Алгычанский пик, который занимал теперь все наши мысли, расположен в центральной части Джугджура, близ Охотского моря. В описании геодезиста Е. Васюткина, побывавшего у этой части хребта на год раньше нас, сказано: «…пик не является господствующей вершиной, но он очень скалистый и труднодоступный. Его окружают глубокие цирки, кручи и пропасти. Нам удалось подняться на пик только с западной стороны. Этот путь идёт по единственной лощине, очень крутой, и требует при подъёме большой осторожности. В других местах не подняться. Лес для постройки пирамиды на вершине Алгычана можно вынести только в марте, когда лощина забита снегом».

После полдня двадцать седьмого марта мы уже летели над Охотским морем, вернее над разрозненными полями льдов. Под нами изредка проплывали скалистые островки да иногда слева обозначался мрачный контур материка. Открытое же море виднелось строгой чертой справа, далеко за льдами.

— Машина на подходе, — неожиданно предупредил нас командир.

Самолёт, словно гигантская птица, ворвался в бухту и, пробежав по ледяной дорожке, остановился. Мы начали выгружаться. Слева по широкому распадку и по склонам сопок раскинулся посёлок. На берегу расположились склады, судоремонтные мастерские и здания рыбозаводов. За посёлком поднимались горы. Вклинившись далеко в море, они образовали бухту и надёжно защищают её от штормов.

К Алгычанскому пику нам предстояло добираться на оленях. Но прежде чем тронуться в этот незнакомый путь, необходимо было получить все возможные сведения о местности, которую придётся пересечь.

Вечером я зашёл к председателю райисполкома. Меня встретил высокий мужчина с крупными чертами лица и проницательным взглядом.

— Мы всегда рады новому человеку, не часто нас балуют гости, — сказал он, убирая со стола бумаги. — Я получил телеграмму о затерявшихся людях с просьбой выделить проводников для вас. Раздевайтесь, садитесь сюда вот, поближе к печке, и рассказывайте, что случилось, только прошу поподробнее.

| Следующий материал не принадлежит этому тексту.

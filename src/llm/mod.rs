//! LLM completion service
//!
//! A thin client over a chat-completion API, treated as an opaque
//! `complete(system, user) -> text` capability. Supports OpenAI-compatible
//! endpoints (OpenAI, Groq, vLLM, ...) and Ollama. Single request/response,
//! no streaming, bounded by the configured timeout.

pub mod prompts;

use reqwest::Client;
use serde::Deserialize;
use serde::Serialize;
use tracing::debug;

use crate::config::AppConfig;
use crate::errors::FolioRagError;
use crate::errors::Result;

/// A single chat message
#[derive(Debug, Clone, Serialize, Deserialize)]
pub struct ChatMessage {
    pub role: String,
    pub content: String,
}

impl ChatMessage {
    pub fn system(content: impl Into<String>) -> Self {
        Self {
            role: "system".to_string(),
            content: content.into(),
        }
    }

    pub fn user(content: impl Into<String>) -> Self {
        Self {
            role: "user".to_string(),
            content: content.into(),
        }
    }
}

/// Supported completion providers
#[derive(Debug, Clone, Copy, PartialEq, Eq)]
pub enum LlmProvider {
    /// OpenAI-compatible chat completions API (OpenAI, Groq, vLLM, ...)
    OpenAICompatible,
    /// Ollama local chat API
    Ollama,
}

/// Client for generating text completions
pub struct LlmService {
    provider: LlmProvider,
    endpoint: String,
    api_key: String,
    model: String,
    temperature: f32,
    max_tokens: usize,
    client: Client,
}

impl LlmService {
    /// Create a new LLM service from configuration.
    ///
    /// Provider selection follows the key convention: `llm_key = "ollama"`
    /// selects the Ollama API, anything else is treated as a bearer token
    /// for an OpenAI-compatible endpoint.
    pub fn new(config: &AppConfig) -> Result<Self> {
        let provider = if config.llm_key() == "ollama" {
            LlmProvider::Ollama
        } else {
            LlmProvider::OpenAICompatible
        };

        let client = Client::builder()
            .timeout(std::time::Duration::from_secs(config.llm.timeout_secs))
            .build()
            .map_err(|e| FolioRagError::Http(e.to_string()))?;

        Ok(Self {
            provider,
            endpoint: config.llm_endpoint().to_string(),
            api_key: config.llm_key().to_string(),
            model: config.llm_model().to_string(),
            temperature: config.llm.temperature,
            max_tokens: config.llm.max_tokens,
            client,
        })
    }

    /// Generate a completion for a system persona and a user prompt.
    ///
    /// Any failure (network, timeout, non-2xx status, malformed body) maps
    /// to [`FolioRagError::Completion`]; the response composer recovers
    /// from it with an apology message rather than propagating.
    pub async fn complete(&self, system_prompt: &str, user_prompt: &str) -> Result<String> {
        let messages = vec![
            ChatMessage::system(system_prompt),
            ChatMessage::user(user_prompt),
        ];

        match self.provider {
            LlmProvider::OpenAICompatible => self.complete_openai(&messages).await,
            LlmProvider::Ollama => self.complete_ollama(&messages).await,
        }
    }

    /// Complete using an OpenAI-compatible chat completions API
    async fn complete_openai(&self, messages: &[ChatMessage]) -> Result<String> {
        #[derive(Serialize)]
        struct ChatRequest<'a> {
            model: &'a str,
            messages: &'a [ChatMessage],
            temperature: f32,
            max_tokens: usize,
        }

        #[derive(Deserialize)]
        struct ChatResponse {
            choices: Vec<Choice>,
        }

        #[derive(Deserialize)]
        struct Choice {
            message: ResponseMessage,
        }

        #[derive(Deserialize)]
        struct ResponseMessage {
            content: String,
        }

        let url = format!("{}/chat/completions", self.endpoint);
        debug!("Calling chat completions API: {}", url);

        let request = ChatRequest {
            model: &self.model,
            messages,
            temperature: self.temperature,
            max_tokens: self.max_tokens,
        };

        let response = self
            .client
            .post(&url)
            .header("Authorization", format!("Bearer {}", self.api_key))
            .header("Content-Type", "application/json")
            .json(&request)
            .send()
            .await
            .map_err(|e| FolioRagError::Completion(e.to_string()))?;

        if !response.status().is_success() {
            let status = response.status();
            let error_text = response
                .text()
                .await
                .unwrap_or_else(|_| "Unknown error".to_string());
            return Err(FolioRagError::Completion(format!(
                "Chat API error ({status}): {error_text}"
            )));
        }

        let result: ChatResponse = response
            .json()
            .await
            .map_err(|e| FolioRagError::Completion(format!("Failed to parse response: {e}")))?;

        result
            .choices
            .into_iter()
            .next()
            .map(|c| c.message.content)
            .ok_or_else(|| FolioRagError::Completion("No completion in response".to_string()))
    }

    /// Complete using the Ollama chat API
    async fn complete_ollama(&self, messages: &[ChatMessage]) -> Result<String> {
        #[derive(Serialize)]
        struct OllamaRequest<'a> {
            model: &'a str,
            messages: &'a [ChatMessage],
            stream: bool,
            options: OllamaOptions,
        }

        #[derive(Serialize)]
        struct OllamaOptions {
            temperature: f32,
            num_predict: usize,
        }

        #[derive(Deserialize)]
        struct OllamaResponse {
            message: ResponseMessage,
        }

        #[derive(Deserialize)]
        struct ResponseMessage {
            content: String,
        }

        let url = format!("{}/api/chat", self.endpoint);
        debug!("Calling Ollama chat API: {}", url);

        let request = OllamaRequest {
            model: &self.model,
            messages,
            stream: false,
            options: OllamaOptions {
                temperature: self.temperature,
                num_predict: self.max_tokens,
            },
        };

        let response = self
            .client
            .post(&url)
            .header("Content-Type", "application/json")
            .json(&request)
            .send()
            .await
            .map_err(|e| FolioRagError::Completion(e.to_string()))?;

        if !response.status().is_success() {
            let status = response.status();
            let error_text = response
                .text()
                .await
                .unwrap_or_else(|_| "Unknown error".to_string());
            return Err(FolioRagError::Completion(format!(
                "Ollama API error ({status}): {error_text}"
            )));
        }

        let result: OllamaResponse = response
            .json()
            .await
            .map_err(|e| FolioRagError::Completion(format!("Failed to parse response: {e}")))?;

        Ok(result.message.content)
    }
}

#[cfg(test)]
mod tests {
    use super::*;
    use crate::config::AppConfig;

    fn unreachable_config() -> AppConfig {
        let mut config = AppConfig::default();
        // TEST-NET-1 address, guaranteed unroutable; short timeout keeps
        // the failure path fast
        config.llm.llm_endpoint = "http://192.0.2.1:1".to_string();
        config.llm.llm_key = "test-key".to_string();
        config.llm.timeout_secs = 1;
        config
    }

    #[test]
    fn test_provider_selection() {
        let mut config = AppConfig::default();
        config.llm.llm_key = "ollama".to_string();
        let service = LlmService::new(&config).unwrap();
        assert_eq!(service.provider, LlmProvider::Ollama);

        config.llm.llm_key = "gsk_something".to_string();
        let service = LlmService::new(&config).unwrap();
        assert_eq!(service.provider, LlmProvider::OpenAICompatible);
    }

    #[tokio::test]
    async fn test_unreachable_endpoint_is_completion_error() {
        let service = LlmService::new(&unreachable_config()).unwrap();
        let result = service.complete("system", "user").await;
        assert!(matches!(result, Err(FolioRagError::Completion(_))));
    }

    #[test]
    fn test_chat_message_roles() {
        assert_eq!(ChatMessage::system("s").role, "system");
        assert_eq!(ChatMessage::user("u").role, "user");
    }
}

Я изложил ему всё, что было мне известно о подразделении Королёва и о планах поисков.

— Зимою в глубину Джугджурского хребта местные жители почти не ходят. Это ведь мёртвые горы: камень да мхи, кажется, больше ничего там не растёт, — говорил председатель, изредка поглядывая на стену, где висела карта побережья. — Но я, признаться, не верю, чтобы там могли заблудиться геодезисты, да ещё опытные таёжники… Случай, конечно, загадочный. Нет ли тут чего-нибудь другого? Не сорвались ли они со скалы? И не хорошо, что всё это случилось именно на Джугджуре, далеко от населённых пунктов и в зимнее время.

— Где бы человек ни потерялся, в горах или тайге, одинаково плохо, — заметил я.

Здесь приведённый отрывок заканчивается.